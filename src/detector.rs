use crate::barcode::{BarcodeFormat, RawDetection};
use crate::error::DetectorError;
use crate::frame::Frame;
use async_trait::async_trait;
use serde::{Deserialize, Serialize};
use std::sync::Arc;

/// Options a detector is created with
#[derive(Debug, Clone, Default, PartialEq, Eq, Serialize, Deserialize)]
pub struct DetectorOptions {
    /// Formats to look for; empty means all formats
    #[serde(default)]
    pub formats: Vec<BarcodeFormat>,
}

impl DetectorOptions {
    pub fn new(formats: Vec<BarcodeFormat>) -> Self {
        Self { formats }
    }

    pub fn accepts(&self, format: BarcodeFormat) -> bool {
        self.formats.is_empty() || self.formats.contains(&format)
    }

    pub fn effective_formats(&self) -> Vec<BarcodeFormat> {
        if self.formats.is_empty() {
            BarcodeFormat::ALL.to_vec()
        } else {
            self.formats.clone()
        }
    }
}

/// Decoder for one frame at a time.
///
/// Returns the frame's detections, [`DetectorError::Canceled`] when the call
/// was abandoned, or [`DetectorError::Failed`] with a message for the host.
#[async_trait]
pub trait Detector: Send + Sync {
    fn name(&self) -> &str;

    async fn process(&self, frame: &Frame) -> Result<Vec<RawDetection>, DetectorError>;
}

/// Creates detectors bound to a set of options
pub trait DetectorProvider: Send + Sync {
    fn create(&self, options: &DetectorOptions) -> Result<Arc<dyn Detector>, DetectorError>;
}

/// Options for the one-shot UI scanner
#[derive(Debug, Clone, Default, PartialEq, Eq)]
pub struct CodeScannerOptions {
    pub formats: Vec<BarcodeFormat>,
    pub auto_zoom: bool,
}

/// Platform-provided scanner UI that returns a single detection
#[async_trait]
pub trait CodeScanner: Send + Sync {
    async fn scan(&self, options: &CodeScannerOptions) -> Result<RawDetection, DetectorError>;
}

#[cfg(feature = "qr")]
pub use qr::{QrDetector, QrDetectorProvider};

#[cfg(feature = "qr")]
mod qr {
    use super::*;
    use crate::barcode::{
        BarcodeValueType, Email, EmailFormatType, GeoPoint, Phone, Sms, StructuredValue,
        UrlBookmark, Wifi, WifiEncryptionType,
    };
    use crate::geometry::Point;
    use tracing::{debug, trace};

    /// QR code detector over the frame's greyscale plane
    pub struct QrDetector {
        options: DetectorOptions,
    }

    impl QrDetector {
        pub fn new(options: DetectorOptions) -> Result<Self, DetectorError> {
            if !options.accepts(BarcodeFormat::QrCode) {
                let requested: Vec<&str> = options.formats.iter().map(|f| f.as_str()).collect();
                return Err(DetectorError::Unsupported {
                    format: requested.join(","),
                });
            }
            Ok(Self { options })
        }

        pub fn options(&self) -> &DetectorOptions {
            &self.options
        }
    }

    #[async_trait]
    impl Detector for QrDetector {
        fn name(&self) -> &str {
            "rqrr"
        }

        async fn process(&self, frame: &Frame) -> Result<Vec<RawDetection>, DetectorError> {
            if !frame.validate_size() {
                return Err(DetectorError::failed(format!(
                    "Frame buffer too small for {}x{} {:?}",
                    frame.width, frame.height, frame.format
                )));
            }

            let plane = frame.luma_plane();
            let (width, height) = (frame.width as usize, frame.height as usize);
            let sequence = frame.sequence;

            let detections = tokio::task::spawn_blocking(move || {
                decode_plane(&plane, width, height)
            })
            .await
            .map_err(|e| DetectorError::failed(format!("QR decode task failed: {}", e)))?;

            trace!("Frame {}: {} QR detections", sequence, detections.len());
            Ok(detections)
        }
    }

    fn decode_plane(plane: &[u8], width: usize, height: usize) -> Vec<RawDetection> {
        let mut prepared = rqrr::PreparedImage::prepare_from_greyscale(width, height, |x, y| {
            plane.get(y * width + x).copied().unwrap_or(0)
        });

        prepared
            .detect_grids()
            .into_iter()
            .filter_map(|grid| {
                let corners = [0, 1, 2, 3].map(|i| Point::new(grid.bounds[i].x, grid.bounds[i].y));
                match grid.decode() {
                    Ok((_, content)) => Some(classify(content).with_corner_points(corners)),
                    Err(e) => {
                        debug!("Skipping undecodable QR grid: {}", e);
                        None
                    }
                }
            })
            .collect()
    }

    /// Derive value type and structured payload from well-known QR prefixes
    pub(super) fn classify(content: String) -> RawDetection {
        let detection = RawDetection::new(BarcodeFormat::QrCode).with_text(content.clone());
        let upper = content.to_ascii_uppercase();

        if upper.starts_with("HTTP://") || upper.starts_with("HTTPS://") {
            return detection
                .with_value_type(BarcodeValueType::Url)
                .with_structured(StructuredValue::Url(UrlBookmark {
                    url: Some(content),
                    title: None,
                }));
        }

        if upper.starts_with("WIFI:") {
            return detection
                .with_value_type(BarcodeValueType::Wifi)
                .with_structured(StructuredValue::Wifi(parse_wifi(&content[5..])));
        }

        if upper.starts_with("MAILTO:") {
            let (address, query) = split_query(&content[7..]);
            return detection
                .with_value_type(BarcodeValueType::Email)
                .with_structured(StructuredValue::Email(Email {
                    address: non_empty(address),
                    body: query_param(query, "body"),
                    subject: query_param(query, "subject"),
                    r#type: EmailFormatType::Unknown,
                }));
        }

        if upper.starts_with("TEL:") {
            return detection
                .with_value_type(BarcodeValueType::Phone)
                .with_structured(StructuredValue::Phone(Phone {
                    number: non_empty(&content[4..]),
                    r#type: None,
                }));
        }

        if upper.starts_with("SMSTO:") {
            let mut parts = content[6..].splitn(2, ':');
            let phone_number = parts.next().and_then(non_empty);
            let message = parts.next().and_then(non_empty);
            return detection
                .with_value_type(BarcodeValueType::Sms)
                .with_structured(StructuredValue::Sms(Sms {
                    phone_number,
                    message,
                }));
        }

        if upper.starts_with("GEO:") {
            let (coords, _) = split_query(&content[4..]);
            let mut parts = coords.split(',');
            let latitude = parts.next().and_then(|v| v.trim().parse::<f64>().ok());
            let longitude = parts.next().and_then(|v| v.trim().parse::<f64>().ok());
            if let (Some(latitude), Some(longitude)) = (latitude, longitude) {
                return detection
                    .with_value_type(BarcodeValueType::Geo)
                    .with_structured(StructuredValue::Geo(GeoPoint {
                        latitude,
                        longitude,
                    }));
            }
        }

        detection
    }

    fn parse_wifi(body: &str) -> Wifi {
        let mut wifi = Wifi {
            encryption_type: WifiEncryptionType::Open,
            password: None,
            ssid: None,
        };

        for field in body.split(';') {
            let Some((key, value)) = field.split_once(':') else {
                continue;
            };
            match key {
                "S" => wifi.ssid = non_empty(value),
                "P" => wifi.password = non_empty(value),
                "T" => {
                    wifi.encryption_type = match value.to_ascii_uppercase().as_str() {
                        "WEP" => WifiEncryptionType::Wep,
                        "WPA" | "WPA2" | "WPA3" => WifiEncryptionType::Wpa,
                        _ => WifiEncryptionType::Open,
                    }
                }
                _ => {}
            }
        }

        wifi
    }

    fn split_query(value: &str) -> (&str, &str) {
        value.split_once('?').unwrap_or((value, ""))
    }

    fn query_param(query: &str, name: &str) -> Option<String> {
        query
            .split('&')
            .filter_map(|pair| pair.split_once('='))
            .find(|(key, _)| key.eq_ignore_ascii_case(name))
            .and_then(|(_, value)| non_empty(value))
    }

    fn non_empty(value: &str) -> Option<String> {
        if value.is_empty() {
            None
        } else {
            Some(value.to_string())
        }
    }

    /// Provider handing out QR detectors
    #[derive(Debug, Default, Clone)]
    pub struct QrDetectorProvider;

    impl DetectorProvider for QrDetectorProvider {
        fn create(&self, options: &DetectorOptions) -> Result<Arc<dyn Detector>, DetectorError> {
            Ok(Arc::new(QrDetector::new(options.clone())?))
        }
    }
}
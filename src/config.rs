use crate::barcode::{BarcodeFormat, LensFacing, Resolution};
use crate::geometry::Size;
use crate::stabilizer::{EmitPolicy, DEFAULT_VOTE_THRESHOLD};
use config::{Config, ConfigError, Environment, File};
use serde::{Deserialize, Serialize};
use std::path::Path;
use tracing::{debug, info};

#[derive(Debug, Deserialize, Serialize, Clone, PartialEq, Default)]
pub struct ScannerConfig {
    #[serde(default)]
    pub scan: ScanConfig,
    #[serde(default)]
    pub stabilizer: StabilizerConfig,
    #[serde(default)]
    pub display: DisplayConfig,
    #[serde(default)]
    pub system: SystemConfig,
}

/// Defaults applied when a start-scan request leaves a field out
#[derive(Debug, Deserialize, Serialize, Clone, PartialEq)]
pub struct ScanConfig {
    /// Formats to detect; empty means all formats
    #[serde(default)]
    pub formats: Vec<BarcodeFormat>,

    #[serde(default)]
    pub lens_facing: LensFacing,

    /// Target analysis resolution
    #[serde(default)]
    pub resolution: Resolution,
}

#[derive(Debug, Deserialize, Serialize, Clone, PartialEq)]
pub struct StabilizerConfig {
    /// Votes a raw value needs before it is emitted
    #[serde(default = "default_vote_threshold")]
    pub vote_threshold: u32,

    #[serde(default)]
    pub emit_policy: EmitPolicy,
}

#[derive(Debug, Deserialize, Serialize, Clone, PartialEq, Default)]
pub struct DisplayConfig {
    /// Screen size (width, height) used when the platform reports none
    #[serde(default)]
    pub screen_size: Option<(u32, u32)>,
}

#[derive(Debug, Deserialize, Serialize, Clone, PartialEq)]
pub struct SystemConfig {
    /// Event bus capacity (number of events to buffer)
    #[serde(default = "default_event_bus_capacity")]
    pub event_bus_capacity: usize,

    /// Log every published event at debug level
    #[serde(default)]
    pub debug_events: bool,

    /// Session controller mailbox depth
    #[serde(default = "default_command_capacity")]
    pub command_capacity: usize,
}

impl Default for ScanConfig {
    fn default() -> Self {
        Self {
            formats: Vec::new(),
            lens_facing: LensFacing::default(),
            resolution: Resolution::default(),
        }
    }
}

impl Default for StabilizerConfig {
    fn default() -> Self {
        Self {
            vote_threshold: default_vote_threshold(),
            emit_policy: EmitPolicy::default(),
        }
    }
}

impl Default for SystemConfig {
    fn default() -> Self {
        Self {
            event_bus_capacity: default_event_bus_capacity(),
            debug_events: false,
            command_capacity: default_command_capacity(),
        }
    }
}

impl ScannerConfig {
    /// Load configuration from a specific file, then apply `CODESCAN_*`
    /// environment overrides (`CODESCAN_STABILIZER__VOTE_THRESHOLD=5`).
    pub fn load_from_file<P: AsRef<Path>>(path: P) -> Result<Self, ConfigError> {
        let path_str = path.as_ref().to_string_lossy();
        debug!("Loading configuration from: {}", path_str);

        let settings = Config::builder()
            .set_default("scan.formats", Vec::<String>::new())?
            .set_default("scan.lens_facing", LensFacing::default().to_string())?
            .set_default("scan.resolution", default_resolution_name())?
            .set_default("stabilizer.vote_threshold", default_vote_threshold() as i64)?
            .set_default("stabilizer.emit_policy", "every_frame")?
            .set_default(
                "system.event_bus_capacity",
                default_event_bus_capacity() as i64,
            )?
            .set_default("system.debug_events", false)?
            .set_default("system.command_capacity", default_command_capacity() as i64)?
            .add_source(File::with_name(&path_str).required(false))
            .add_source(
                Environment::with_prefix("CODESCAN")
                    .prefix_separator("_")
                    .separator("__"),
            )
            .build()?;

        let config: ScannerConfig = settings.try_deserialize()?;

        info!("Configuration loaded successfully");
        debug!("Final configuration: {:#?}", config);

        Ok(config)
    }

    /// Validate configuration values
    pub fn validate(&self) -> Result<(), ConfigError> {
        if self.stabilizer.vote_threshold == 0 {
            return Err(ConfigError::Message(
                "Stabilizer vote_threshold must be greater than 0".to_string(),
            ));
        }

        if let Some((width, height)) = self.display.screen_size {
            if width == 0 || height == 0 {
                return Err(ConfigError::Message(
                    "Display screen_size must be greater than 0".to_string(),
                ));
            }
        }

        if self.system.event_bus_capacity == 0 {
            return Err(ConfigError::Message(
                "Event bus capacity must be greater than 0".to_string(),
            ));
        }

        if self.system.command_capacity == 0 {
            return Err(ConfigError::Message(
                "Command capacity must be greater than 0".to_string(),
            ));
        }

        Ok(())
    }

    pub fn screen_size(&self) -> Option<Size> {
        self.display.screen_size.map(Size::from)
    }
}

fn default_resolution_name() -> String {
    let (width, height) = Resolution::default().dimensions();
    format!("{}x{}", width, height)
}
fn default_vote_threshold() -> u32 {
    DEFAULT_VOTE_THRESHOLD
}
fn default_event_bus_capacity() -> usize {
    64
}
fn default_command_capacity() -> usize {
    32
}

#[cfg(test)]
mod tests {
    use super::*;
    use std::io::Write;

    #[test]
    fn test_default_config() {
        let config = ScannerConfig::default();

        assert!(config.validate().is_ok());
        assert!(config.scan.formats.is_empty());
        assert_eq!(config.scan.lens_facing, LensFacing::Back);
        assert_eq!(config.scan.resolution, Resolution::Hd720);
        assert_eq!(config.stabilizer.vote_threshold, 10);
        assert_eq!(config.stabilizer.emit_policy, EmitPolicy::EveryFrame);
        assert!(config.screen_size().is_none());
    }

    #[test]
    fn test_missing_file_yields_defaults() {
        let dir = tempfile::tempdir().unwrap();
        let config = ScannerConfig::load_from_file(dir.path().join("absent.toml")).unwrap();
        assert_eq!(config, ScannerConfig::default());
    }

    #[test]
    fn test_load_from_toml_file() {
        let mut file = tempfile::Builder::new().suffix(".toml").tempfile().unwrap();
        writeln!(
            file,
            r#"
[scan]
formats = ["QR_CODE", "EAN_13"]
lens_facing = "FRONT"
resolution = "1920x1080"

[stabilizer]
vote_threshold = 3
emit_policy = "once"

[display]
screen_size = [1080, 2400]
"#
        )
        .unwrap();

        let config = ScannerConfig::load_from_file(file.path()).unwrap();

        assert_eq!(
            config.scan.formats,
            vec![BarcodeFormat::QrCode, BarcodeFormat::Ean13]
        );
        assert_eq!(config.scan.lens_facing, LensFacing::Front);
        assert_eq!(config.scan.resolution, Resolution::Hd1080);
        assert_eq!(config.stabilizer.vote_threshold, 3);
        assert_eq!(config.stabilizer.emit_policy, EmitPolicy::Once);
        assert_eq!(config.screen_size(), Some(Size::new(1080, 2400)));
        assert_eq!(config.system.event_bus_capacity, 64);
    }

    #[test]
    fn test_config_validation() {
        let mut config = ScannerConfig::default();

        config.stabilizer.vote_threshold = 0;
        assert!(config.validate().is_err());
        config.stabilizer.vote_threshold = 10;

        config.display.screen_size = Some((0, 2400));
        assert!(config.validate().is_err());
        config.display.screen_size = Some((1080, 2400));

        config.system.event_bus_capacity = 0;
        assert!(config.validate().is_err());
        config.system.event_bus_capacity = 16;

        assert!(config.validate().is_ok());
    }

    #[test]
    fn test_defaults_serialize_to_toml() {
        let rendered = toml::to_string_pretty(&ScannerConfig::default()).unwrap();
        assert!(rendered.contains("vote_threshold = 10"));
        assert!(rendered.contains("lens_facing = \"BACK\""));
        assert!(rendered.contains("resolution = \"1280x720\""));
    }
}
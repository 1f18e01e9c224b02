use thiserror::Error;

/// Messages surfaced verbatim to the command surface.
pub mod messages {
    pub const SCAN_CANCELED: &str = "scan canceled.";
    pub const PATH_MISSING: &str = "path must be provided.";
    pub const LOAD_IMAGE_FAILED: &str = "The image could not be loaded.";
    pub const ZOOM_RATIO_MISSING: &str = "zoomRatio must be provided.";
    pub const NO_ACTIVE_SCAN_SESSION: &str = "There is no active scan session.";
    pub const PERMISSION_DENIED: &str = "User denied access to camera.";
}

#[derive(Error, Debug)]
pub enum ScanError {
    #[error("Configuration error: {0}")]
    Config(#[from] config::ConfigError),

    #[error("IO error: {0}")]
    Io(#[from] std::io::Error),

    #[error("Serialization error: {0}")]
    Serialization(#[from] serde_json::Error),

    #[error(transparent)]
    Camera(#[from] CameraError),

    #[error(transparent)]
    Detector(#[from] DetectorError),

    #[error(transparent)]
    ModuleInstall(#[from] ModuleInstallError),

    #[error(transparent)]
    EventBus(#[from] EventBusError),

    #[error("{}", messages::SCAN_CANCELED)]
    ScanCanceled,

    #[error("{}", messages::PATH_MISSING)]
    PathMissing,

    #[error("{}", messages::LOAD_IMAGE_FAILED)]
    ImageLoadFailed,

    #[error("{}", messages::ZOOM_RATIO_MISSING)]
    ZoomRatioMissing,

    #[error("{}", messages::NO_ACTIVE_SCAN_SESSION)]
    NoActiveScanSession,

    #[error("{}", messages::PERMISSION_DENIED)]
    PermissionDenied,

    #[error("Component error in {component}: {message}")]
    Component { component: String, message: String },
}

impl ScanError {
    pub fn component<S: Into<String>>(component: S, message: S) -> Self {
        Self::Component {
            component: component.into(),
            message: message.into(),
        }
    }

    /// Frame-level detector failures are recovered locally by the analysis
    /// loop. Everything else needs the caller to re-invoke the command.
    pub fn is_recoverable(&self) -> bool {
        matches!(
            self,
            ScanError::Detector(DetectorError::Failed { .. })
                | ScanError::Detector(DetectorError::Canceled)
        )
    }
}

/// Camera acquisition and hardware control failures
#[derive(Error, Debug, Clone, PartialEq)]
pub enum CameraError {
    #[error("Failed to bind camera: {details}")]
    BindFailed { details: String },

    #[error("Camera control failed: {details}")]
    Control { details: String },

    #[error("The bound camera has no torch")]
    TorchUnavailable,
}

/// Three-way detector outcome: success is `Ok`, the rest lands here
#[derive(Error, Debug, Clone, PartialEq)]
pub enum DetectorError {
    #[error("{}", messages::SCAN_CANCELED)]
    Canceled,

    #[error("{message}")]
    Failed { message: String },

    #[error("Detector does not support format {format}")]
    Unsupported { format: String },
}

impl DetectorError {
    pub fn failed<S: Into<String>>(message: S) -> Self {
        Self::Failed {
            message: message.into(),
        }
    }
}

/// Optional module availability and install failures
#[derive(Error, Debug, Clone, PartialEq)]
pub enum ModuleInstallError {
    #[error("The Google {module} Module is not available. You must install it first using the {install_method} method.")]
    NotAvailable {
        module: String,
        install_method: String,
    },

    #[error("The Google {module} Module is already installed.")]
    AlreadyInstalled { module: String },

    #[error("The Google {module} Module installation was canceled.")]
    Canceled { module: String },

    #[error("The Google {module} Module installation failed.")]
    Failed { module: String },

    #[error("Module install request failed: {details}")]
    Request { details: String },
}

#[derive(Error, Debug, Clone, PartialEq)]
pub enum EventBusError {
    #[error("Failed to publish event: {details}")]
    PublishFailed { details: String },

    #[error("Event channel closed")]
    ChannelClosed,

    #[error("Receiver lagged behind by {skipped} events")]
    Lagged { skipped: u64 },
}

pub type Result<T> = std::result::Result<T, ScanError>;

#[cfg(test)]
mod tests {
    use super::*;

    #[test]
    fn test_surface_messages_are_verbatim() {
        assert_eq!(ScanError::ScanCanceled.to_string(), "scan canceled.");
        assert_eq!(ScanError::PathMissing.to_string(), "path must be provided.");
        assert_eq!(
            ScanError::ImageLoadFailed.to_string(),
            "The image could not be loaded."
        );
        assert_eq!(
            ScanError::ZoomRatioMissing.to_string(),
            "zoomRatio must be provided."
        );
        assert_eq!(
            ScanError::NoActiveScanSession.to_string(),
            "There is no active scan session."
        );
        assert_eq!(
            ScanError::PermissionDenied.to_string(),
            "User denied access to camera."
        );
    }

    #[test]
    fn test_module_messages() {
        let err = ModuleInstallError::AlreadyInstalled {
            module: "Barcode Scanner".to_string(),
        };
        assert_eq!(
            err.to_string(),
            "The Google Barcode Scanner Module is already installed."
        );

        let err = ModuleInstallError::NotAvailable {
            module: "Barcode Scanner".to_string(),
            install_method: "installGoogleBarcodeScannerModule".to_string(),
        };
        assert_eq!(
            err.to_string(),
            "The Google Barcode Scanner Module is not available. You must install it first using the installGoogleBarcodeScannerModule method."
        );
    }

    #[test]
    fn test_recoverable_classification() {
        assert!(ScanError::from(DetectorError::failed("blurry")).is_recoverable());
        assert!(!ScanError::PermissionDenied.is_recoverable());
        assert!(!ScanError::from(CameraError::BindFailed {
            details: "busy".to_string()
        })
        .is_recoverable());
    }
}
-------
**EXERCISE REQUIREMENTS**
In the listing above, find the line with "pub struct StabilizerConfig" and the line with "pub struct DisplayConfig", then print exactly those two lines and every line between them, and nothing more.

**FINISHED TASK**
pub struct StabilizerConfig {
    /// Votes a raw value needs before it is emitted
    #[serde(default = "default_vote_threshold")]
    pub vote_threshold: u32,

    #[serde(default)]
    pub emit_policy: EmitPolicy,
}

#[derive(Debug, Deserialize, Serialize, Clone, PartialEq, Default)]
pub struct DisplayConfig {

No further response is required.